Iran’s threats to close the Strait of Hormuz are getting a lot of play in the press the past few days. As the ten days of naval war games for Iran that began on Saturday have continued, Iran’s bluster has gotten stronger, as have the US responses.
Ironically, Iran’s stated purpose when it began the war games included the desire to “convey a message of peace and friendship to regional countries” and yet, as can be seen in the video here, Iranian authorities are now saying that should their ability to export oil be curtailed through sanctions put in place by the US and European allies, they would close down the Strait of Hormuz, preventing exports by other countries in the region.

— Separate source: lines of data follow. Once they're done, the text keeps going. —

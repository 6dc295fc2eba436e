// Upload store: uploaded text files live on disk only for the duration of one request

use std::path::{Path, PathBuf};
use thiserror::Error;
use tracing::{info, warn};
use uuid::Uuid;

#[derive(Error, Debug)]
pub enum UploadError {
    #[error("No file uploaded")]
    Missing,

    #[error("Only plain text files are supported")]
    NotText,

    #[error("File must be UTF-8 encoded text")]
    NotUtf8,

    #[error("Uploaded file is empty")]
    Empty,

    #[error("Upload storage error: {0}")]
    Io(#[from] std::io::Error),
}

#[derive(Debug, Clone)]
pub struct UploadStore {
    dir: PathBuf,
}

impl UploadStore {
    pub async fn init(dir: impl Into<PathBuf>) -> Result<Self, UploadError> {
        let dir = dir.into();
        tokio::fs::create_dir_all(&dir).await?;
        info!("Upload directory ready at {}", dir.display());
        Ok(Self { dir })
    }

    pub fn dir(&self) -> &Path {
        &self.dir
    }

    /// Writes the upload, reads it back as text and removes it again.
    pub async fn ingest(&self, filename: &str, bytes: &[u8]) -> Result<String, UploadError> {
        if bytes.is_empty() {
            return Err(UploadError::Empty);
        }

        let path = self
            .dir
            .join(format!("{}-{}", Uuid::new_v4(), sanitize_filename(filename)));
        tokio::fs::write(&path, bytes).await?;

        let read_back = tokio::fs::read(&path).await;
        if let Err(e) = tokio::fs::remove_file(&path).await {
            warn!("Failed to remove upload {}: {}", path.display(), e);
        }

        let text = String::from_utf8(read_back?).map_err(|_| UploadError::NotUtf8)?;
        if text.trim().is_empty() {
            return Err(UploadError::Empty);
        }
        Ok(text)
    }
}

pub fn is_text_file(filename: &str, content_type: Option<&str>) -> bool {
    let by_extension = Path::new(filename)
        .extension()
        .and_then(|e| e.to_str())
        .map(|e| e.eq_ignore_ascii_case("txt"))
        .unwrap_or(false);
    let by_mime = content_type
        .map(|ct| ct.trim().to_ascii_lowercase().starts_with("text/"))
        .unwrap_or(false);
    by_extension || by_mime
}

fn sanitize_filename(filename: &str) -> String {
    let name: String = Path::new(filename)
        .file_name()
        .and_then(|n| n.to_str())
        .unwrap_or("upload")
        .chars()
        .map(|c| {
            if c.is_ascii_alphanumeric() || matches!(c, '.' | '-' | '_') {
                c
            } else {
                '_'
            }
        })
        .collect();
    if name.is_empty() {
        "upload".to_string()
    } else {
        name
    }
}
use serde::{Deserialize, Serialize};

use crate::summary::SummarizationResult;

// API Request/Response models
#[derive(Debug, Deserialize)]
#[serde(rename_all = "camelCase")]
pub struct SummarizeRequest {
    #[serde(default)]
    pub text: Option<String>,
    #[serde(default)]
    pub style_hint: Option<String>,
}

#[derive(Debug, Serialize, Deserialize, PartialEq, Eq)]
#[serde(rename_all = "camelCase")]
pub struct SummaryResponse {
    pub success: bool,
    pub summary: String,
    pub original_length: usize,
    pub summary_length: usize,
    pub fallback: bool,
}

impl From<SummarizationResult> for SummaryResponse {
    fn from(result: SummarizationResult) -> Self {
        Self {
            success: true,
            summary: result.summary,
            original_length: result.original_length,
            summary_length: result.summary_length,
            fallback: result.used_fallback,
        }
    }
}

#[derive(Debug, Serialize)]
pub struct UploadResponse {
    #[serde(flatten)]
    pub summary: SummaryResponse,
    pub filename: String,
}

/// A single address, a comma-separated list, or a JSON array of addresses.
#[derive(Debug, Deserialize)]
#[serde(untagged)]
pub enum Recipients {
    One(String),
    Many(Vec<String>),
}

impl Recipients {
    pub fn into_list(self) -> Vec<String> {
        let raw = match self {
            Recipients::One(s) => vec![s],
            Recipients::Many(v) => v,
        };

        raw.iter()
            .flat_map(|s| s.split(','))
            .map(str::trim)
            .filter(|s| !s.is_empty())
            .map(str::to_string)
            .collect()
    }
}

#[derive(Debug, Deserialize)]
pub struct EmailRequest {
    #[serde(default)]
    pub recipients: Option<Recipients>,
    #[serde(default)]
    pub subject: Option<String>,
    #[serde(default)]
    pub summary: Option<String>,
}

#[derive(Debug, Serialize)]
pub struct EmailResponse {
    pub success: bool,
    pub recipients: usize,
}

#[derive(Debug, Serialize)]
pub struct ErrorResponse {
    pub success: bool,
    pub error: String,
    #[serde(skip_serializing_if = "Option::is_none")]
    pub details: Option<String>,
}

impl ErrorResponse {
    pub fn new(error: impl Into<String>, details: Option<String>) -> Self {
        Self {
            success: false,
            error: error.into(),
            details,
        }
    }
}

The impact of a real closure would be huge. Many of the numbers involved can be gleaned from this Bloomberg article published this morning. Iran’s oil exports amount to 3.6 million barrels a day, which means Iran only accounts for 23% of the 15.5 million barrels a day that pass through the Strait. It is believed that Saudi Arabia could produce an extra 2.5 million barrels a day in the event of sanctions halting Iran’s supply, and up to 200,000 more barrels a day could come from other countries in the region, so about 75% of Iran’s output probably could be replaced quickly.
However, with the Strait closed, the entire 15.5 million barrels a day could be disrupted. There is a pipeline being built by the United Arab Emirates that the Bloomberg article says will be ready “soon” and could bypass the Strait with 1.4 to 1.8 million barrels a day, but this would be only a very small fraction of the lost supply.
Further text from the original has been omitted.